This feature is also found in Malayalam but not in the other languages of South India.

Now for those of you who are surprised by the number of nasals, don’t be.  English has four nasals.  It’s just that the language does not use them to distinguish between different words.

Don’t believe me?  Oh well, here goes!  The first nasal sound in English is ‘m’.  The second is ‘n’ as in ‘bang’.  The third is ‘n’ as in ‘hand’.  There is a fourth (very rare) nasal.  This is the ‘n’ in ‘London’ (when the word is pronounced in a pompous manner, the ‘n’ gets to be more plosive/hard than otherwise).

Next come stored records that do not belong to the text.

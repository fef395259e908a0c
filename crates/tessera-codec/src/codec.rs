//! Encode and decode entry points.
//!
//! Both directions report failures only as [`CodecError`]; lower-level
//! serializer errors never reach the caller.

use std::borrow::Cow;

use serde::{Deserialize, Serialize};
use serde_json::error::Category;
use serde_json::ser::{CompactFormatter, Formatter, PrettyFormatter, Serializer};
use serde_json::Value;

use crate::error::{CodecError, ErrorKind};
use crate::formatter::EscapingFormatter;
use crate::node::Node;
use crate::options::EncodeOptions;
use crate::process::{force_objects, process_data, MAX_DEPTH};

/// Indentation used with [`EncodeOptions::PRETTY_PRINT`].
const PRETTY_INDENT: &[u8] = b"    ";

/// Encodes a value graph as JSON text.
///
/// The graph is normalized with [`process_data`] first, then serialized
/// with the escaping selected by `options`.
///
/// # Example
///
/// ```rust
/// use tessera_codec::{encode, EncodeOptions, Node, Object};
///
/// let user = Object::new().with_field("name", "Zoë").with_field("home", "/u/zoe");
/// let json = encode(&user.into(), EncodeOptions::default())?;
/// assert_eq!(json, r#"{"name":"Zoë","home":"/u/zoe"}"#);
///
/// let empty = encode(&Object::new().into(), EncodeOptions::default())?;
/// assert_eq!(empty, "{}");
/// # Ok::<(), tessera_codec::CodecError>(())
/// ```
///
/// # Errors
///
/// Returns [`CodecError`] when the graph cannot be encoded (see
/// [`process_data`]) or when the serializer fails while formatting, which is
/// reported as [`ErrorKind::Syntax`].
pub fn encode(value: &Node, options: EncodeOptions) -> Result<String, CodecError> {
    let mut data = process_data(value)?;
    if options.contains(EncodeOptions::FORCE_OBJECT) {
        force_objects(&mut data);
    }

    let bytes = if options.contains(EncodeOptions::PRETTY_PRINT) {
        write_with(&data, PrettyFormatter::with_indent(PRETTY_INDENT), options)?
    } else {
        write_with(&data, CompactFormatter, options)?
    };

    String::from_utf8(bytes).map_err(|err| {
        tracing::debug!(error = %err, "encoder produced invalid UTF-8");
        CodecError::new(ErrorKind::Utf8)
    })
}

/// Encodes a value for embedding inside HTML markup.
///
/// `<`, `>`, `&`, `'` and `"` are escaped as `\uXXXX` sequences and non-ASCII
/// characters are unicode-escaped, so the output contains none of those
/// characters literally.
pub fn html_encode(value: &Node) -> Result<String, CodecError> {
    encode(value, EncodeOptions::HTML)
}

fn write_with<F: Formatter>(
    data: &Value,
    inner: F,
    options: EncodeOptions,
) -> Result<Vec<u8>, CodecError> {
    let mut buf = Vec::with_capacity(128);
    let formatter = EscapingFormatter::new(inner, options);
    let mut serializer = Serializer::with_formatter(&mut buf, formatter);
    data.serialize(&mut serializer).map_err(|err| {
        tracing::debug!(error = %err, "serializer fault while formatting");
        CodecError::new(ErrorKind::Syntax)
    })?;
    Ok(buf)
}

/// Decodes JSON held in a node.
///
/// - `Null` and the empty string decode to `Null` without error.
/// - Composite inputs (lists, mappings, objects, elements, self-describing
///   values) are rejected with [`ErrorKind::InvalidArgument`].
/// - Other scalars are decoded from their string form.
///
/// JSON objects become [`Node::Map`] when `as_mapping` is set and
/// [`Node::Object`] otherwise.
pub fn decode(json: &Node, as_mapping: bool) -> Result<Node, CodecError> {
    let text: Cow<'_, str> = match json {
        Node::Null => return Ok(Node::Null),
        Node::String(s) => Cow::Borrowed(s.as_str()),
        Node::Bytes(bytes) => return decode_slice(bytes, as_mapping),
        Node::Bool(true) => Cow::Borrowed("1"),
        Node::Bool(false) => Cow::Borrowed(""),
        Node::Int(i) => Cow::Owned(i.to_string()),
        Node::UInt(u) => Cow::Owned(u.to_string()),
        Node::Float(f) => Cow::Owned(f.to_string()),
        Node::List(_)
        | Node::Map(_)
        | Node::Object(_)
        | Node::Element(_)
        | Node::Serializable(_) => {
            tracing::debug!("composite value passed where JSON text was expected");
            return Err(CodecError::new(ErrorKind::InvalidArgument));
        }
    };
    decode_str(&text, as_mapping)
}

/// Decodes JSON text; the empty string decodes to `Null`.
///
/// Input nested deeper than [`MAX_DEPTH`] is rejected with
/// [`ErrorKind::Depth`], the same limit [`encode`] applies.
///
/// # Example
///
/// ```rust
/// use tessera_codec::{decode_str, Node};
///
/// let node = decode_str(r#"{"b": 1, "a": [true]}"#, true)?;
/// assert_eq!(node.get("b"), Some(&Node::Int(1)));
/// assert!(decode_str("", true)?.is_null());
/// # Ok::<(), tessera_codec::CodecError>(())
/// ```
pub fn decode_str(json: &str, as_mapping: bool) -> Result<Node, CodecError> {
    if json.is_empty() {
        return Ok(Node::Null);
    }
    if exceeds_depth(json, MAX_DEPTH) {
        tracing::debug!(limit = MAX_DEPTH, "JSON input nested too deeply");
        return Err(CodecError::new(ErrorKind::Depth));
    }

    let mut de = serde_json::Deserializer::from_str(json);
    de.disable_recursion_limit();
    let value = Value::deserialize(&mut de).map_err(classify)?;
    de.end().map_err(classify)?;
    Ok(Node::from_value(value, as_mapping))
}

/// Reports whether brackets outside string literals nest beyond `limit`.
fn exceeds_depth(json: &str, limit: usize) -> bool {
    let mut depth = 0usize;
    let mut in_string = false;
    let mut escaped = false;
    for &b in json.as_bytes() {
        if in_string {
            match b {
                _ if escaped => escaped = false,
                b'\\' => escaped = true,
                b'"' => in_string = false,
                _ => {}
            }
            continue;
        }
        match b {
            b'"' => in_string = true,
            b'[' | b'{' => {
                depth += 1;
                if depth > limit {
                    return true;
                }
            }
            b']' | b'}' => depth = depth.saturating_sub(1),
            _ => {}
        }
    }
    false
}

/// Decodes JSON bytes, rejecting invalid UTF-8 with [`ErrorKind::Utf8`].
pub fn decode_slice(json: &[u8], as_mapping: bool) -> Result<Node, CodecError> {
    let text = std::str::from_utf8(json).map_err(|err| {
        tracing::debug!(valid_up_to = err.valid_up_to(), "JSON input is not UTF-8");
        CodecError::new(ErrorKind::Utf8)
    })?;
    decode_str(text, as_mapping)
}

/// Maps a parser failure onto the codec's fault categories.
fn classify(err: serde_json::Error) -> CodecError {
    let kind = match err.classify() {
        Category::Io => ErrorKind::Unknown,
        Category::Eof => ErrorKind::Syntax,
        Category::Data => ErrorKind::UnsupportedType,
        Category::Syntax => {
            let msg = err.to_string();
            if msg.contains("control character") {
                ErrorKind::CtrlChar
            } else if msg.contains("unicode code point")
                || msg.contains("surrogate")
                || msg.contains("hex escape")
            {
                ErrorKind::Utf8
            } else if msg.contains("expected `,` or `]`") || msg.contains("expected `,` or `}`") {
                ErrorKind::StateMismatch
            } else {
                ErrorKind::Syntax
            }
        }
    };
    tracing::debug!(
        line = err.line(),
        column = err.column(),
        code = kind.code(),
        "JSON decode failed: {}",
        err
    );
    CodecError::new(kind)
}

#[cfg(test)]
mod tests {
    use super::*;
    use crate::node::Object;

    #[test]
    fn test_default_options_leave_slashes_and_unicode() {
        let json = encode(&Node::from("a/b é"), EncodeOptions::default()).unwrap();
        assert_eq!(json, r#""a/b é""#);
    }

    #[test]
    fn test_empty_options_escape_slashes_and_unicode() {
        let json = encode(&Node::from("a/b é😀"), EncodeOptions::empty()).unwrap();
        assert_eq!(json, r#""a\/b \u00e9\ud83d\ude00""#);
    }

    #[test]
    fn test_html_escapes() {
        let json = html_encode(&Node::from("<b>&'\"</b>")).unwrap();
        assert_eq!(json, r#""\u003Cb\u003E\u0026\u0027\u0022\u003C\/b\u003E""#);
    }

    #[test]
    fn test_keys_are_escaped_too() {
        let obj = Object::new().with_field("<k>", 1);
        let json = html_encode(&obj.into()).unwrap();
        assert_eq!(json, r#"{"\u003Ck\u003E":1}"#);
    }

    #[test]
    fn test_zero_fraction() {
        let value = Node::List(vec![Node::Float(1.0), Node::Float(2.5)]);
        assert_eq!(encode(&value, EncodeOptions::default()).unwrap(), "[1,2.5]");
        let opts = EncodeOptions::default() | EncodeOptions::PRESERVE_ZERO_FRACTION;
        assert_eq!(encode(&value, opts).unwrap(), "[1.0,2.5]");
    }

    #[test]
    fn test_pretty_print_uses_four_spaces() {
        let obj = Object::new().with_field("a", Node::List(vec![Node::Int(1)]));
        let opts = EncodeOptions::default() | EncodeOptions::PRETTY_PRINT;
        assert_eq!(
            encode(&obj.into(), opts).unwrap(),
            "{\n    \"a\": [\n        1\n    ]\n}"
        );
    }

    #[test]
    fn test_force_object_option() {
        let value = Node::List(vec![Node::from("x")]);
        let opts = EncodeOptions::default() | EncodeOptions::FORCE_OBJECT;
        assert_eq!(encode(&value, opts).unwrap(), r#"{"0":"x"}"#);
    }

    #[test]
    fn test_control_characters_still_escaped() {
        let json = encode(&Node::from("a\nb\u{1}"), EncodeOptions::default()).unwrap();
        assert_eq!(json, r#""a\nb\u0001""#);
    }

    #[test]
    fn test_decode_scalar_inputs() {
        assert_eq!(decode(&Node::Int(5), true).unwrap(), Node::Int(5));
        assert_eq!(decode(&Node::Bool(true), true).unwrap(), Node::Int(1));
        assert!(decode(&Node::Bool(false), true).unwrap().is_null());
    }

    #[test]
    fn test_classify_messages() {
        let cases = [
            ("[1}", ErrorKind::StateMismatch),
            ("{\"a\":1]", ErrorKind::StateMismatch),
            ("[1,", ErrorKind::Syntax),
            ("nul", ErrorKind::Syntax),
            ("\"a\u{1}b\"", ErrorKind::CtrlChar),
            ("{'a':1}", ErrorKind::Syntax),
        ];
        for (input, kind) in cases {
            let err = decode_str(input, true).unwrap_err();
            assert_eq!(err.kind(), kind, "input {input:?}");
        }
    }

    /// Runs deeply recursive cases on a thread with room for debug-build frames.
    fn on_large_stack<T: Send + 'static>(f: impl FnOnce() -> T + Send + 'static) -> T {
        std::thread::Builder::new()
            .stack_size(64 << 20)
            .spawn(f)
            .unwrap()
            .join()
            .unwrap()
    }

    fn nested(levels: usize) -> String {
        format!("{}1{}", "[".repeat(levels), "]".repeat(levels))
    }

    #[test]
    fn test_decode_nesting_limit() {
        on_large_stack(|| {
            let node = decode_str(&nested(MAX_DEPTH), true).unwrap();
            assert!(matches!(node, Node::List(_)));
            let err = decode_str(&nested(MAX_DEPTH + 1), true).unwrap_err();
            assert_eq!(err.kind(), ErrorKind::Depth);
        });
    }

    #[test]
    fn test_brackets_inside_strings_do_not_nest() {
        let text = format!(r#"["{}\"{}"]"#, "[".repeat(600), "{".repeat(600));
        assert!(!exceeds_depth(&text, MAX_DEPTH));
        assert!(decode_str(&text, true).is_ok());
    }

    #[test]
    fn test_deep_graph_round_trips() {
        on_large_stack(|| {
            let mut value = Node::Int(1);
            for _ in 0..MAX_DEPTH {
                value = Node::List(vec![value]);
            }
            let json = encode(&value, EncodeOptions::default()).unwrap();
            assert_eq!(decode(&Node::String(json), true).unwrap(), value);
        });
    }

    #[test]
    fn test_negative_zero_keeps_sign() {
        let opts = EncodeOptions::default();
        assert_eq!(encode(&Node::Float(-0.0), opts).unwrap(), "-0");
        assert_eq!(encode(&Node::Float(0.0), opts).unwrap(), "0");
        let opts = opts | EncodeOptions::PRESERVE_ZERO_FRACTION;
        assert_eq!(encode(&Node::Float(-0.0), opts).unwrap(), "-0.0");
    }
}
//! Uuid command implementation.

use serde_json::Value;
use tessera_ident::IdentifierGenerator;

use crate::error::CliError;
use crate::output::format_json;

pub fn run(count: usize, json: bool) -> Result<(), CliError> {
    let mut generator = IdentifierGenerator::new();
    let ids = generator.generate_many(count)?;

    if json {
        let list = ids
            .iter()
            .map(|id| Value::String(id.to_string()))
            .collect::<Vec<_>>();
        println!("{}", format_json(&Value::Array(list)));
    } else {
        for id in &ids {
            println!("{}", id);
        }
    }
    Ok(())
}
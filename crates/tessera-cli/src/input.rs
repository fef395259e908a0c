//! Input helpers shared by commands.

use std::io::{self, Read};

use crate::error::CliError;

/// Reads the whole input from `path`, or from stdin when no path is given.
pub fn read_input(path: Option<&str>) -> Result<String, CliError> {
    match path {
        Some(path) => std::fs::read_to_string(path).map_err(|source| CliError::Input {
            source_name: format!("file {}", path),
            source,
        }),
        None => {
            let mut buffer = String::new();
            io::stdin()
                .read_to_string(&mut buffer)
                .map_err(|source| CliError::Input {
                    source_name: "stdin".to_string(),
                    source,
                })?;
            Ok(buffer)
        }
    }
}
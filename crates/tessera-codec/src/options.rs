use std::fmt;
use std::ops::{BitOr, BitOrAssign};

/// Encoder flag bitmask.
///
/// Bit values follow the conventional JSON-encoder numbering. Bits this crate
/// does not recognize are kept in [`EncodeOptions::bits`] and otherwise
/// ignored.
#[derive(Clone, Copy, PartialEq, Eq, Hash)]
pub struct EncodeOptions(u32);

impl EncodeOptions {
    /// Escape `<` and `>` as `\u003C` / `\u003E`.
    pub const HEX_TAG: Self = Self(1);
    /// Escape `&` as `\u0026`.
    pub const HEX_AMP: Self = Self(2);
    /// Escape `'` as `\u0027`.
    pub const HEX_APOS: Self = Self(4);
    /// Escape `"` inside strings as `\u0022`.
    pub const HEX_QUOT: Self = Self(8);
    /// Render sequences as objects keyed by index.
    pub const FORCE_OBJECT: Self = Self(16);
    /// Leave `/` unescaped.
    pub const UNESCAPED_SLASHES: Self = Self(64);
    /// Indent output with four spaces per level.
    pub const PRETTY_PRINT: Self = Self(128);
    /// Leave non-ASCII characters unescaped.
    pub const UNESCAPED_UNICODE: Self = Self(256);
    /// Keep `.0` on integral floats.
    pub const PRESERVE_ZERO_FRACTION: Self = Self(1024);

    /// Flags used by [`crate::html_encode`].
    pub const HTML: Self =
        Self(Self::HEX_QUOT.0 | Self::HEX_TAG.0 | Self::HEX_AMP.0 | Self::HEX_APOS.0);

    /// No flags set.
    pub const fn empty() -> Self {
        Self(0)
    }

    /// Wraps a raw bitmask, unrecognized bits included.
    pub const fn from_bits(bits: u32) -> Self {
        Self(bits)
    }

    /// Raw bitmask.
    pub const fn bits(self) -> u32 {
        self.0
    }

    /// Returns true if every bit of `other` is set.
    pub const fn contains(self, other: Self) -> bool {
        self.0 & other.0 == other.0
    }

    /// Returns a copy with `other` added.
    pub const fn with(self, other: Self) -> Self {
        Self(self.0 | other.0)
    }

    /// Returns a copy with `other` cleared.
    pub const fn without(self, other: Self) -> Self {
        Self(self.0 & !other.0)
    }
}

impl Default for EncodeOptions {
    fn default() -> Self {
        Self::UNESCAPED_SLASHES | Self::UNESCAPED_UNICODE
    }
}

impl BitOr for EncodeOptions {
    type Output = Self;

    fn bitor(self, rhs: Self) -> Self {
        self.with(rhs)
    }
}

impl BitOrAssign for EncodeOptions {
    fn bitor_assign(&mut self, rhs: Self) {
        self.0 |= rhs.0;
    }
}

impl From<u32> for EncodeOptions {
    fn from(bits: u32) -> Self {
        Self(bits)
    }
}

impl fmt::Debug for EncodeOptions {
    fn fmt(&self, f: &mut fmt::Formatter<'_>) -> fmt::Result {
        write!(f, "EncodeOptions({:#06x})", self.0)
    }
}
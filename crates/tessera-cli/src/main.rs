//! Tessera CLI - identifiers and JSON encoding from the command line.

use clap::{Parser, Subcommand};
use tracing_subscriber::{fmt, EnvFilter};

mod commands;
mod error;
mod input;
mod output;

use commands::{decode, encode, uuid};

#[derive(Parser)]
#[command(name = "tessera", version)]
#[command(about = "Version-4 identifiers and JSON encode/decode")]
struct Cli {
    #[command(subcommand)]
    command: Commands,
}

#[derive(Subcommand)]
enum Commands {
    /// Generate random version-4 identifiers
    Uuid {
        /// Number of identifiers to generate
        #[arg(long, short = 'n', default_value_t = 1)]
        count: usize,
        /// Output as a JSON array
        #[arg(long)]
        json: bool,
    },
    /// Re-encode input JSON with the selected escaping
    Encode {
        /// Input JSON file (or stdin if not provided)
        input: Option<String>,
        /// Escape quotes, tags, ampersands, apostrophes and non-ASCII
        #[arg(long, conflicts_with = "options")]
        html: bool,
        /// Indent the output
        #[arg(long)]
        pretty: bool,
        /// Raw encoder flag bitmask (default: unescaped slashes and unicode)
        #[arg(long)]
        options: Option<u32>,
    },
    /// Validate input JSON and print it in normalized form
    Decode {
        /// Input JSON file (or stdin if not provided)
        input: Option<String>,
        /// Decode JSON objects as records instead of mappings
        #[arg(long)]
        objects: bool,
        /// Report the result as JSON, including failures
        #[arg(long)]
        json: bool,
    },
}

fn main() {
    let _ = fmt()
        .with_env_filter(EnvFilter::from_default_env())
        .with_writer(std::io::stderr)
        .try_init();

    let cli = Cli::parse();

    let result = match cli.command {
        Commands::Uuid { count, json } => uuid::run(count, json),
        Commands::Encode {
            input,
            html,
            pretty,
            options,
        } => encode::run(input, html, pretty, options),
        Commands::Decode {
            input,
            objects,
            json,
        } => decode::run(input, objects, json),
    };

    if let Err(e) = result {
        eprintln!("Error: {}", e);
        std::process::exit(1);
    }
}
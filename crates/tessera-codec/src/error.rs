use std::fmt;

/// Closed set of codec fault categories.
///
/// Codes 1 through 8 follow the conventional JSON error numbering, so a
/// caller comparing numeric codes sees the values it expects.
#[derive(Debug, Clone, Copy, PartialEq, Eq, Hash)]
pub enum ErrorKind {
    /// Input shape rejected before any parsing took place.
    InvalidArgument,
    /// Nesting exceeded the supported depth.
    Depth,
    /// Mismatched brackets or an otherwise inconsistent structure.
    StateMismatch,
    /// Unescaped or invalid control character.
    CtrlChar,
    /// Generic syntax fault, also used for formatter failures during encode.
    Syntax,
    /// Invalid UTF-8 or an unpaired surrogate escape.
    Utf8,
    /// A self-describing object appears inside its own representation.
    Recursion,
    /// NaN or an infinity in the value graph.
    InfOrNan,
    /// A value that has no JSON representation.
    UnsupportedType,
    /// Anything the categories above do not cover.
    Unknown,
}

impl ErrorKind {
    const ALL: [ErrorKind; 10] = [
        ErrorKind::InvalidArgument,
        ErrorKind::Depth,
        ErrorKind::StateMismatch,
        ErrorKind::CtrlChar,
        ErrorKind::Syntax,
        ErrorKind::Utf8,
        ErrorKind::Recursion,
        ErrorKind::InfOrNan,
        ErrorKind::UnsupportedType,
        ErrorKind::Unknown,
    ];

    /// Numeric code reported to callers.
    pub fn code(&self) -> i32 {
        match self {
            ErrorKind::InvalidArgument => 0,
            ErrorKind::Depth => 1,
            ErrorKind::StateMismatch => 2,
            ErrorKind::CtrlChar => 3,
            ErrorKind::Syntax => 4,
            ErrorKind::Utf8 => 5,
            ErrorKind::Recursion => 6,
            ErrorKind::InfOrNan => 7,
            ErrorKind::UnsupportedType => 8,
            ErrorKind::Unknown => -1,
        }
    }

    /// Fixed human-readable message.
    pub fn message(&self) -> &'static str {
        match self {
            ErrorKind::InvalidArgument => "Invalid JSON data.",
            ErrorKind::Depth => "The maximum stack depth has been exceeded.",
            ErrorKind::StateMismatch => "Invalid or malformed JSON.",
            ErrorKind::CtrlChar => "Control character error, possibly incorrectly encoded.",
            ErrorKind::Syntax => "Syntax error.",
            ErrorKind::Utf8 => "Malformed UTF-8 characters, possibly incorrectly encoded.",
            ErrorKind::Recursion => "One or more recursive references in the value to be encoded.",
            ErrorKind::InfOrNan => "One or more NAN or INF values in the value to be encoded",
            ErrorKind::UnsupportedType => "A value of a type that cannot be encoded was given",
            ErrorKind::Unknown => "Unknown JSON encoding/decoding error.",
        }
    }

    /// Maps a numeric code back to its kind; unrecognized codes are `Unknown`.
    pub fn from_code(code: i32) -> ErrorKind {
        Self::ALL
            .into_iter()
            .find(|kind| kind.code() == code)
            .unwrap_or(ErrorKind::Unknown)
    }
}

impl fmt::Display for ErrorKind {
    fn fmt(&self, f: &mut fmt::Formatter<'_>) -> fmt::Result {
        f.write_str(self.message())
    }
}

/// Error returned by every codec operation.
#[derive(thiserror::Error, Debug, Clone, PartialEq, Eq)]
#[error("{message}")]
pub struct CodecError {
    kind: ErrorKind,
    message: String,
}

impl CodecError {
    /// Creates an error carrying the fixed message for `kind`.
    pub fn new(kind: ErrorKind) -> Self {
        Self {
            kind,
            message: kind.message().to_string(),
        }
    }

    /// Creates an error from a raw fault code.
    pub fn from_code(code: i32) -> Self {
        Self::new(ErrorKind::from_code(code))
    }

    /// Fault category.
    pub fn kind(&self) -> ErrorKind {
        self.kind
    }

    /// Numeric fault code.
    pub fn code(&self) -> i32 {
        self.kind.code()
    }

    /// Human-readable message.
    pub fn message(&self) -> &str {
        &self.message
    }
}

impl From<ErrorKind> for CodecError {
    fn from(kind: ErrorKind) -> Self {
        Self::new(kind)
    }
}
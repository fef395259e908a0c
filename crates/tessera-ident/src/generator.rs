//! Stateless version-4 identifier generation.

use crate::error::EntropyError;
use crate::identifier::Identifier;
use crate::source::{ByteSource, OsByteSource};

/// Produces version-4 identifiers from a byte source.
///
/// The generator holds no state of its own; every identifier is built from
/// 16 fresh bytes and nothing is remembered between calls.
#[derive(Debug, Default, Clone)]
pub struct IdentifierGenerator<S = OsByteSource> {
    source: S,
}

impl IdentifierGenerator<OsByteSource> {
    /// Creates a generator backed by the OS CSPRNG.
    pub fn new() -> Self {
        Self {
            source: OsByteSource,
        }
    }
}

impl<S: ByteSource> IdentifierGenerator<S> {
    /// Creates a generator reading from `source`.
    pub fn with_source(source: S) -> Self {
        Self { source }
    }

    /// Generates one identifier.
    ///
    /// # Errors
    ///
    /// Returns [`EntropyError`] when the byte source cannot supply 16 bytes.
    /// The failure is not retried.
    pub fn generate(&mut self) -> Result<Identifier, EntropyError> {
        let mut bytes = [0u8; 16];
        if let Err(err) = self.source.fill(&mut bytes) {
            tracing::debug!(error = %err, "byte source failed during identifier generation");
            return Err(err);
        }
        Ok(Identifier::from_random_bytes(bytes))
    }

    /// Generates `count` identifiers, stopping at the first entropy failure.
    pub fn generate_many(&mut self, count: usize) -> Result<Vec<Identifier>, EntropyError> {
        (0..count).map(|_| self.generate()).collect()
    }

    /// Consumes the generator and returns its byte source.
    pub fn into_source(self) -> S {
        self.source
    }
}

/// Generates one identifier from the OS CSPRNG.
///
/// # Example
///
/// ```rust
/// let id = tessera_ident::generate()?;
/// assert_eq!(id.as_str().len(), 36);
/// assert_eq!(&id.as_str()[14..15], "4");
/// # Ok::<(), Box<dyn std::error::Error>>(())
/// ```
pub fn generate() -> Result<Identifier, EntropyError> {
    IdentifierGenerator::new().generate()
}

#[cfg(test)]
mod tests {
    use super::*;
    use crate::source::FixedByteSource;

    #[test]
    fn test_fixed_source_is_deterministic() {
        let bytes: Vec<u8> = (0u8..32).collect();
        let mut generator = IdentifierGenerator::with_source(FixedByteSource::new(bytes));
        let first = generator.generate().unwrap();
        let second = generator.generate().unwrap();
        assert_eq!(first.as_str(), "00010203-0405-4607-8809-0a0b0c0d0e0f");
        assert_eq!(second.as_str(), "10111213-1415-4617-9819-1a1b1c1d1e1f");
    }

    #[test]
    fn test_exhausted_source_propagates() {
        let mut generator = IdentifierGenerator::with_source(FixedByteSource::new(vec![0u8; 20]));
        assert!(generator.generate().is_ok());
        let err = generator.generate().unwrap_err();
        assert!(matches!(err, EntropyError::Exhausted { requested: 16, available: 4 }));
    }

    #[test]
    fn test_generate_many_stops_at_failure() {
        let mut generator = IdentifierGenerator::with_source(FixedByteSource::new(vec![0u8; 40]));
        assert!(generator.generate_many(3).is_err());
        assert_eq!(generator.into_source().remaining(), 8);
    }
}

Ok, I made a mistake.  English does distinguish between ‘m’ and ‘n’.  Notice how the script gives it away.

Feature 2 in Tamil

The Tamil script does not have letters for ‘h’, ‘s’ and ’sh’.  The lack of the corresponding consonants in the script does evoke suspicions that the sounds were not present and therefore the corresponding characters not needed at the time the early Tamil scripts came into being.

Another interesting observation that supports this hypothesis is that some dialects of Tamil prefer the use of ‘ch’ sounds to the use of the standard Tamil ‘s’ and ‘sh’ sounds.  In these dialects, ‘seri’ becomes ‘cheri’, ‘sAppAdu’ becomes ’chAppAdu’, and ‘sonnAn’ becomes ‘chonnAn’.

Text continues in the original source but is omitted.